With a focus on early-phase clinical trial design, SITC classifies biomarkers as essential, eligibility, and exploratory or emergent. Essential biomarkers are those that are clinically relevant in multiple tumor settings, either predictive of response to therapy or prognostic for survival endpoints (ie, disease-free, progression-free, or overall survival). Predictive biomarkers are often directly related to the mechanism of action of a particular cancer therapy and are used to identify patients who benefit from or whose tumors are resistant to specific therapies (eg, molecular targeted therapies or programmed cell death protein 1 [PD-1]/PD-1 ligand 1 [PD-L1] blockade). Prognostic biomarkers can be identified using various statistical and machine-learning tools and relate tumor and host variables to clinical outcomes independently of treatment (eg, tumor size, Eastern Cooperative Oncology Group performance status). Some biomarkers may be both predictive and prognostic (eg, the presence of estrogen and progesterone receptors serves as both a prognostic and predictive factor for the efficacy of hormonal therapy).

The essential biomarkers determined by SITC are limited to currently reimbursable tests performed in routine clinical practice. Examples include neutrophil-to-lymphocyte ratio, lactate dehydrogenase serum levels, albumin levels, PD-L1 expression on the tumor, and measurement of tumor mutational burden and microsatellite instability (high or low). Clinical outcome models based on these essential biomarkers are expected to be heavily employed in future trial designs, expedited by artificial intelligence and machine learning to support patient selection, stratification, and randomization.

The consensus includes rationale and considerations for eligibility biomarkers, which are a subset of essential biomarkers that are relevant in a particular trial context, such as tumor type or treatment-specific biomarkers. Criteria are also included to support evaluation of promising emergent biomarkers, such as circulating tumor DNA, major histocompatibility complex class I expression on the tumor, and CD8 and PD-1 expression within the tumor. It is expected that emergent biomarkers will be added as essential in future consensus updates once they have met the essential biomarker criteria.

Regarding data reporting, the panel suggests using the recommendations in the REMARK initiative (REporting recommendations for tumor MARKer Prognostic Studies). As research into biomarkers continues to evolve, there is an urgent need to establish a common database to allow comparison across trials.

High level
No common database currently exists, but SITC has called on informed scientists and clinicians to develop one in collaboration with life science companies and academic labs.
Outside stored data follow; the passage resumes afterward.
//! Consolidation: replace a duplicate group with one canonical file under the
//! output root, archive the group, then remove the originals.

use crate::catalog::{Catalog, NewCompletedFile, NewOperationLog};
use crate::error::{DedupeError, Result};
use crate::fs_ops;
use crate::models::{FileRecord, OperationStatus};
use crate::paths;
use crate::walker::{self, extension_of};
use serde::{Deserialize, Serialize};
use std::collections::BTreeSet;
use std::fs;
use std::path::{Path, PathBuf};
use tokio::task;
use tracing::{info, warn};

pub const OPERATION_TYPE: &str = "process_duplicates";

#[derive(Debug, Clone, Serialize, Deserialize)]
pub struct ConsolidateRequest {
    pub file_ids: Vec<i64>,
    pub new_file_name: String,
    /// Directory relative to the output root; empty means the root itself.
    pub target_path: String,
}

#[derive(Debug, Clone, Serialize)]
pub struct ConsolidateOutcome {
    pub target_full_path: PathBuf,
    pub processed_count: usize,
    pub completed_file_id: i64,
    pub removed_originals: usize,
    /// Originals that could not be deleted; they remain on disk.
    pub failed_deletions: Vec<String>,
}

#[derive(Clone)]
pub struct Consolidator {
    catalog: Catalog,
    output_root: PathBuf,
    scan_roots: Vec<PathBuf>,
    chunk_size: usize,
}

impl Consolidator {
    pub fn new(
        catalog: Catalog,
        output_root: PathBuf,
        scan_roots: Vec<PathBuf>,
        chunk_size: usize,
    ) -> Self {
        Self {
            catalog,
            output_root,
            scan_roots,
            chunk_size,
        }
    }

    pub fn output_root(&self) -> &Path {
        &self.output_root
    }

    pub async fn consolidate(&self, req: &ConsolidateRequest) -> Result<ConsolidateOutcome> {
        let plan = self.plan(req).await?;
        let originals: Vec<String> = plan.records.iter().map(|r| r.path.clone()).collect();
        let description = format!(
            "Consolidated {} files to {}",
            plan.records.len(),
            req.new_file_name
        );

        if let Err(err) = self.publish_copy(&plan).await {
            self.log_failure(&description, &originals, &err).await;
            return Err(err);
        }

        let completed = NewCompletedFile {
            path: plan.dest.to_string_lossy().into_owned(),
            name: req.new_file_name.clone(),
            size: plan.representative().size,
            hash: plan.representative().hash.clone(),
            ext: extension_of(&plan.dest),
            original_paths: originals.clone(),
        };
        let ids: Vec<i64> = plan.records.iter().map(|r| r.id).collect();
        let completed_file_id = match self.catalog.record_consolidation(&completed, &ids).await {
            Ok(id) => id,
            Err(err) => {
                warn!(
                    dest = %plan.dest.display(),
                    error = %err,
                    "catalogue update failed; published copy left in place"
                );
                self.log_failure(&description, &originals, &err).await;
                return Err(err);
            }
        };

        let roots = self.scan_roots.clone();
        let to_remove = originals.clone();
        let failed_deletions =
            task::spawn_blocking(move || remove_originals(&to_remove, &roots)).await?;
        let removed_originals = originals.len() - failed_deletions.len();

        let (status, error_message) = if failed_deletions.is_empty() {
            (OperationStatus::Success, None)
        } else {
            (
                OperationStatus::Partial,
                Some(format!(
                    "failed to delete {} original(s): {}",
                    failed_deletions.len(),
                    failed_deletions.join(", ")
                )),
            )
        };
        let log = NewOperationLog {
            operation_type: OPERATION_TYPE.to_string(),
            description,
            affected_files: originals,
            status,
            error_message,
        };
        if let Err(err) = self.catalog.append_operation_log(&log).await {
            warn!(error = %err, "could not append operation log");
        }

        info!(
            dest = %plan.dest.display(),
            files = plan.records.len(),
            removed = removed_originals,
            "duplicate group consolidated"
        );
        Ok(ConsolidateOutcome {
            target_full_path: plan.dest,
            processed_count: plan.records.len(),
            completed_file_id,
            removed_originals,
            failed_deletions,
        })
    }

    /// Checks every precondition without touching the filesystem or catalogue.
    async fn plan(&self, req: &ConsolidateRequest) -> Result<Plan> {
        if req.file_ids.is_empty() {
            return Err(DedupeError::InvalidArgument("file_ids is empty".into()));
        }
        paths::validate_file_name(&req.new_file_name)?;

        let wanted: BTreeSet<i64> = req.file_ids.iter().copied().collect();
        let wanted: Vec<i64> = wanted.into_iter().collect();
        let records = self.catalog.files_by_ids(&wanted).await?;
        if records.is_empty() {
            return Err(DedupeError::NotFound(format!("files {:?}", req.file_ids)));
        }
        if records.len() < wanted.len() {
            let missing: Vec<i64> = wanted
                .iter()
                .filter(|id| !records.iter().any(|r| r.id == **id))
                .copied()
                .collect();
            warn!(?missing, "ignoring unknown file ids");
        }

        let first = &records[0];
        if let Some(odd) = records
            .iter()
            .find(|r| r.hash != first.hash || r.size != first.size)
        {
            return Err(DedupeError::InconsistentGroup(format!(
                "file {} differs from file {}",
                odd.id, first.id
            )));
        }

        let dest_dir = paths::resolve_within(&self.output_root, &req.target_path)?;
        let dest = dest_dir.join(&req.new_file_name);
        if fs::symlink_metadata(&dest).is_ok() {
            return Err(DedupeError::Conflict(dest));
        }
        Ok(Plan { records, dest })
    }

    async fn publish_copy(&self, plan: &Plan) -> Result<()> {
        let rep = plan.representative();
        let src = PathBuf::from(&rep.path);
        let dest = plan.dest.clone();
        let hash = rep.hash.clone();
        let size = rep.size;
        let chunk_size = self.chunk_size;
        task::spawn_blocking(move || fs_ops::copy_verified(&src, &dest, &hash, size, chunk_size))
            .await?
    }

    async fn log_failure(&self, description: &str, originals: &[String], err: &DedupeError) {
        let log = NewOperationLog {
            operation_type: OPERATION_TYPE.to_string(),
            description: description.to_string(),
            affected_files: originals.to_vec(),
            status: OperationStatus::Failed,
            error_message: Some(err.to_string()),
        };
        if let Err(log_err) = self.catalog.append_operation_log(&log).await {
            warn!(error = %log_err, "could not record failed consolidation");
        }
    }
}

struct Plan {
    /// Ordered by id; the first one is copied.
    records: Vec<FileRecord>,
    dest: PathBuf,
}

impl Plan {
    fn representative(&self) -> &FileRecord {
        &self.records[0]
    }
}

/// Deletes each original and prunes emptied parents. Returns the paths that
/// could not be deleted.
fn remove_originals(originals: &[String], roots: &[PathBuf]) -> Vec<String> {
    // Catalogued paths are canonical, so the prune bounds must be too.
    let roots = walker::resolve_roots(roots);
    let mut failed = Vec::new();
    for original in originals {
        let path = Path::new(original);
        match fs::remove_file(path) {
            Ok(()) => {
                if let Some(parent) = path.parent() {
                    fs_ops::prune_empty_dirs(parent, &roots);
                }
            }
            Err(err) => {
                warn!(path = %original, error = %err, "could not delete original");
                failed.push(original.clone());
            }
        }
    }
    failed
}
Data sharing and collaboration will be critical to further advance characterization and standardization of essential biomarkers.

Ground level
Validated predictive biomarkers are pivotal to the effective delivery of personalized medicine. As their use increases, health literacy principles will need to be employed to ensure patients and their families fully understand the value of the information obtained with essential biomarkers and how it will be used to guide their care.